Porter's Five Forces Analysis of Netflix, Inc.

Updated on February 17, 2020
tfliu90 profile image

Tfliu90 is a University of Portsmouth graduate with a Business Administration degree.

Netflix Inc. was founded in 1997, initially selling and renting DVDs by mail. In 2010, Netflix decided to expand its operation into Video on Demand Streaming while retaining the rental business. Currently Netflix can be viewed in over 190 countries worldwide (Help.netflix.com, 2020), with offices in USA, Netherlands, Brazil, India, Japan and Korea.

With the total number video streaming subscriptions on the rise, in the UK alone subscriptions rose from 15.6m in 2018 to 19.1m in 2019 (BBC News, 2019), and the number of services available increasing we use the Porter's five forces model to analyse the key factors impacting the performance of Netflix.

Threat of new entrants

Major organisations such as Apple, Disney, HBO and Britbox (BBC and ITV) are either launching or have recently launched their new streaming services.

Barriers to entry are high for a new entrant who doesn't already produce their own video content, due to the extremely high investments needed in either producing new content or acquiring content from big players. For established organisations in the entertainment industry the barriers to entry are fairly low, as they will be able to immediately launch the service with their own content and can already have a fan base for the organisation as a whole or for a specific series.

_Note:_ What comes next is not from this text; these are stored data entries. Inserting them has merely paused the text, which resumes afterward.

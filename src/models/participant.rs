use serde::{Deserialize, Serialize};

/// A person who can be invited to a meeting. Identity is the numeric id;
/// two values with the same id are the same participant.
#[derive(Debug, Clone, PartialEq, Eq, Serialize, Deserialize)]
pub struct Participant {
    pub id: i64,
    pub name: String,
    pub avatar: String,
    #[serde(default, skip_serializing_if = "Option::is_none")]
    pub role: Option<String>,
}

impl Participant {
    pub fn role_label(&self) -> &str {
        self.role.as_deref().unwrap_or("Team Member")
    }
}

/// Whether `id` is in the selected set, by id equality.
pub fn is_selected(selected: &[Participant], id: i64) -> bool {
    selected.iter().any(|p| p.id == id)
}

/// Toggle `id` in the selected set: remove it when present, otherwise copy
/// the matching roster entry in. Ids absent from the roster are ignored.
pub fn toggle_participant(selected: &mut Vec<Participant>, roster: &[Participant], id: i64) {
    if let Some(pos) = selected.iter().position(|p| p.id == id) {
        selected.remove(pos);
    } else if let Some(person) = roster.iter().find(|p| p.id == id) {
        selected.push(person.clone());
    }
}

/// Case-insensitive substring search over participant names, for the
/// selection modal's search box.
pub fn filter_by_name<'a>(roster: &'a [Participant], query: &str) -> Vec<&'a Participant> {
    let needle = query.to_lowercase();
    roster
        .iter()
        .filter(|p| p.name.to_lowercase().contains(&needle))
        .collect()
}

pub fn selected_count_label(count: usize) -> String {
    let plural = if count != 1 { "s" } else { "" };
    format!("{count} participant{plural} selected")
}

/// The sample roster the app ships with.
pub fn demo_roster() -> Vec<Participant> {
    let person = |id, name: &str, avatar: &str, role: &str| Participant {
        id,
        name: name.to_string(),
        avatar: avatar.to_string(),
        role: Some(role.to_string()),
    };
    vec![
        person(1, "John Doe", "👨‍💼", "Project Manager"),
        person(2, "Jane Smith", "👩‍💼", "Team Lead"),
        person(3, "Mike Johnson", "👨‍💻", "Developer"),
        person(4, "Sarah Wilson", "👩‍🔬", "Designer"),
        person(5, "David Brown", "👨‍🎨", "Marketing"),
        person(6, "Lisa Davis", "👩‍💻", "QA Engineer"),
    ]
}

#[cfg(test)]
mod tests {
    use super::*;

    #[test]
    fn toggle_adds_from_roster_then_removes() {
        let roster = demo_roster();
        let mut selected = Vec::new();
        toggle_participant(&mut selected, &roster, 3);
        assert!(is_selected(&selected, 3));
        assert_eq!(selected[0].name, "Mike Johnson");
        toggle_participant(&mut selected, &roster, 3);
        assert!(!is_selected(&selected, 3));
    }

    #[test]
    fn toggle_ignores_unknown_id() {
        let roster = demo_roster();
        let mut selected = Vec::new();
        toggle_participant(&mut selected, &roster, 42);
        assert!(selected.is_empty());
    }

    #[test]
    fn membership_is_by_id_not_identity() {
        let roster = demo_roster();
        let mut renamed = roster[0].clone();
        renamed.name = "Johnny".to_string();
        assert!(is_selected(&[renamed], 1));
    }

    #[test]
    fn search_is_case_insensitive() {
        let roster = demo_roster();
        let hits = filter_by_name(&roster, "jo");
        let names: Vec<&str> = hits.iter().map(|p| p.name.as_str()).collect();
        assert_eq!(names, ["John Doe", "Mike Johnson"]);
        assert_eq!(filter_by_name(&roster, "").len(), roster.len());
        assert!(filter_by_name(&roster, "zzz").is_empty());
    }

    #[test]
    fn count_label_pluralizes() {
        assert_eq!(selected_count_label(0), "0 participants selected");
        assert_eq!(selected_count_label(1), "1 participant selected");
        assert_eq!(selected_count_label(2), "2 participants selected");
    }

    #[test]
    fn missing_role_reads_team_member() {
        let p = Participant {
            id: 9,
            name: "Ana".to_string(),
            avatar: "🙂".to_string(),
            role: None,
        };
        assert_eq!(p.role_label(), "Team Member");
        assert_eq!(demo_roster()[1].role_label(), "Team Lead");
    }
}
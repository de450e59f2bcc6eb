use chrono::{Datelike, NaiveDate};
use serde::Serialize;

/// One selectable cell of the day grid. Placeholder slots (leading/trailing
/// alignment padding) are `None` in the grid itself.
#[derive(Debug, Clone, Copy, PartialEq, Eq, Serialize)]
pub struct CalendarDay {
    pub day: u32,
    pub disabled: bool,
}

#[derive(Debug, Clone, Copy, PartialEq, Eq)]
pub enum MonthStep {
    Previous,
    Next,
}

pub const MONTH_NAMES: [&str; 12] = [
    "January", "February", "March", "April", "May", "June",
    "July", "August", "September", "October", "November", "December",
];

/// Single-letter weekday header labels, Sunday first.
pub const WEEKDAY_LABELS: [&str; 7] = ["S", "M", "T", "W", "T", "F", "S"];

pub fn month_name(month: u32) -> &'static str {
    MONTH_NAMES.get(month as usize).copied().unwrap_or("")
}

/// Number of days in the given month (`month` is 0-based).
pub fn days_in_month(year: i32, month: u32) -> u32 {
    let (next_year, next_month) = if month >= 11 { (year + 1, 1) } else { (year, month + 2) };
    NaiveDate::from_ymd_opt(next_year, next_month, 1)
        .and_then(|d| d.pred_opt())
        .map(|d| d.day())
        .unwrap_or(0)
}

/// Weekday of the 1st of the month, 0 = Sunday.
fn first_weekday(year: i32, month: u32) -> u32 {
    NaiveDate::from_ymd_opt(year, month + 1, 1)
        .map(|d| d.weekday().num_days_from_sunday())
        .unwrap_or(0)
}

/// Build the 7-column day grid for a viewed month: leading placeholders up
/// to the first weekday, one cell per day with `disabled` set for dates
/// before `today`, trailing placeholders padding to a multiple of 7.
pub fn generate_calendar_days(
    year: i32,
    month: u32,
    today: NaiveDate,
) -> Vec<Option<CalendarDay>> {
    let total_days = days_in_month(year, month);
    let lead = first_weekday(year, month) as usize;

    let mut cells: Vec<Option<CalendarDay>> = Vec::with_capacity(lead + total_days as usize + 6);
    cells.resize(lead, None);

    for day in 1..=total_days {
        let disabled = NaiveDate::from_ymd_opt(year, month + 1, day)
            .map_or(true, |date| date < today);
        cells.push(Some(CalendarDay { day, disabled }));
    }

    let remainder = cells.len() % 7;
    if remainder != 0 {
        cells.resize(cells.len() + 7 - remainder, None);
    }

    cells
}

/// Resolve a tap on a grid cell to a selected day, or `None` for a no-op.
///
/// Placeholders and disabled cells never select. Browsing a month other
/// than today's accepts any enabled cell. In the current month the full
/// date is re-checked against today's midnight instead of trusting the
/// cell's `disabled` flag, which may predate a day rollover.
pub fn select_date(
    candidate: Option<CalendarDay>,
    month: u32,
    year: i32,
    today: NaiveDate,
) -> Option<u32> {
    let cell = candidate?;
    if cell.disabled {
        return None;
    }
    if month != today.month0() || year != today.year() {
        return Some(cell.day);
    }
    let date = NaiveDate::from_ymd_opt(year, month + 1, cell.day)?;
    if date >= today { Some(cell.day) } else { None }
}

/// Step the viewed month, wrapping the year at the January/December edges.
pub fn navigate_month(step: MonthStep, month: u32, year: i32) -> (u32, i32) {
    match step {
        MonthStep::Previous if month == 0 => (11, year - 1),
        MonthStep::Previous => (month - 1, year),
        MonthStep::Next if month == 11 => (0, year + 1),
        MonthStep::Next => (month + 1, year),
    }
}

pub fn is_current_month(month: u32, year: i32, today: NaiveDate) -> bool {
    month == today.month0() && year == today.year()
}
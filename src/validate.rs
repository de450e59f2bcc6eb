use std::collections::HashMap;
use std::sync::OnceLock;

use regex::Regex;
use serde::Serialize;

use crate::models::meeting::{MeetingForm, MeetingType};

/// Outcome of a whole-form validation pass: one message per failed field,
/// keyed by field name. Built fresh on every call — callers decide whether
/// to overlay it onto standing error state.
#[derive(Debug, Clone, Default, Serialize)]
pub struct ValidationResult {
    pub is_valid: bool,
    pub errors: HashMap<String, String>,
}

static URL_PATTERN: OnceLock<Regex> = OnceLock::new();

fn url_pattern() -> &'static Regex {
    URL_PATTERN.get_or_init(|| {
        Regex::new(r"^(https?://)?([\da-z.-]+)\.([a-z.]{2,6})([/\w .-]*)*/?$")
            .expect("url pattern compiles")
    })
}

/// Validate a meeting title: required, at least 3 characters once trimmed.
pub fn validate_meeting_title(title: &str) -> Option<String> {
    let trimmed = title.trim();
    if trimmed.is_empty() {
        return Some("Meeting title is required".to_string());
    }
    if trimmed.len() < 3 {
        return Some("Meeting title must be at least 3 characters".to_string());
    }
    None
}

/// Validate a join link for an online meeting: required, and the raw string
/// must match the URL pattern (no trimming, no case folding).
pub fn validate_meeting_link(link: &str) -> Option<String> {
    if link.trim().is_empty() {
        return Some("Meeting link is required for online meetings".to_string());
    }
    if !url_pattern().is_match(link) {
        return Some("Please enter a valid URL".to_string());
    }
    None
}

/// Run every form rule independently and collect all failures — no
/// short-circuiting between fields.
pub fn validate_meeting_form(form: &MeetingForm) -> ValidationResult {
    let mut errors: HashMap<String, String> = HashMap::new();

    if let Some(message) = validate_meeting_title(&form.meeting_title) {
        errors.insert("meeting_title".to_string(), message);
    }

    if form.selected_date_time.is_none() {
        errors.insert("date_time".to_string(), "Date and time is required".to_string());
    }

    match form.meeting_type {
        None => {
            errors.insert("meeting_type".to_string(), "Meeting type is required".to_string());
        }
        Some(MeetingType::Online) => {
            if let Some(message) = validate_meeting_link(&form.meeting_link) {
                errors.insert("meeting_link".to_string(), message);
            }
        }
        Some(MeetingType::Offline) => {}
    }

    if form.participants.is_empty() {
        errors.insert(
            "participants".to_string(),
            "At least one participant is required".to_string(),
        );
    }

    ValidationResult { is_valid: errors.is_empty(), errors }
}
//! Client-side scheduling core: calendar grid, 12-hour time stepper,
//! meeting-form validation, and the screen state the hosting UI drives.

pub mod calendar;
pub mod clock;
pub mod models;
pub mod screens;
pub mod validate;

The threat of new entrants is a very real and serious issue for Netflix with an increasing number of organisations deciding to launch similar services with their own content. The size of these organisations also means initial costs for technology and marketing would not be an issue. While many customers will have multiple subscriptions, there will no doubt come a time where subscribing to so many services is no longer viable so they may decide to close their accounts.

In conclusion, the threat of new entrants is high for Netflix and must be monitored carefully.

Power of suppliers

Traditionally, cinemas want an exclusivity window of up to 90 days before moving onto on demands services. Netflix, however, have been fighting back against the major cinema chains by demanding a window of 45 days at most. Most notably, Netflix's and Martin Scorsese's latest project, The Irishman, was shown in a limited number of cinemas or in independent cinema chains before moving to Netflix. With Netflix's increasing power, the powers of traditional cinemas are due to dwindle. This isn't the only time Netflix has done this; in 2018 they released Alfonso Cuaron's Roma just a 21 day release at independent and small chain cinemas before it started streaming.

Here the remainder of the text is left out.